Critical and academic reception, among other forms of audience reception, also influence what is exposed in striptease culture. These various discourses affect not only the level of exposure of a particular object/person/etc., but also whether or not the particular act of exposure is determined to be a democratizing or marginalizing force. Some of McNair’s primary examples, such as Boogie Nights and Showgirls, only reached the point of exposure because of critical reception and promotional culture, with the cache of celebrity-actors working in tandem. David Bowie was able to obtain notoriety as a sexually ambiguous pop star because of the celebrity culture of the 1970’s, as well as the audience’s reception.
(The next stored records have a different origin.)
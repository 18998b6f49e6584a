use sea_orm::entity::prelude::*;

/// A user's like (`kind = 0`) or save (`kind = 1`) of a food item.
/// The composite primary key allows at most one row per (user, food, kind).
#[derive(Clone, Debug, PartialEq, Eq, DeriveEntityModel)]
#[sea_orm(table_name = "food_relations")]
pub struct Model {
    #[sea_orm(primary_key, auto_increment = false)]
    pub user_id: Uuid,
    #[sea_orm(primary_key, auto_increment = false)]
    pub food_id: Uuid,
    #[sea_orm(primary_key, auto_increment = false)]
    pub kind: i16,
    pub created_at: chrono::DateTime<chrono::Utc>,
}

#[derive(Copy, Clone, Debug, EnumIter, DeriveRelation)]
pub enum Relation {
    #[sea_orm(
        belongs_to = "super::foods::Entity",
        from = "Column::FoodId",
        to = "super::foods::Column::Id",
        on_delete = "Cascade"
    )]
    Food,
}

impl Related<super::foods::Entity> for Entity {
    fn to() -> RelationDef {
        Relation::Food.def()
    }
}

impl ActiveModelBehavior for ActiveModel {}
//! Auth types shared across Reelbite services.
//!
//! Provides session-token validation, the session cookie builders, and the
//! `UserIdentity` / `PartnerIdentity` / `AnyIdentity` extractors.

pub mod cookie;
pub mod identity;
pub mod token;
Even the magazine in which Demi Moore chose to exhibit her pregnancy, Vanity Fair, a publication with historical value and cultural cache, provided certain discursive power to her exposure.

Two examples, not included in McNair’s work, reveal not only the discourses at play in the power of exposure, but also the universality and widespread nature of such a notion.

The first, an article from The New York Times Magazine entitled “What Do Women Want?” is a more “democratizing” form of exposure of the roots of female sexuality as opposed to the expectations of the parent culture.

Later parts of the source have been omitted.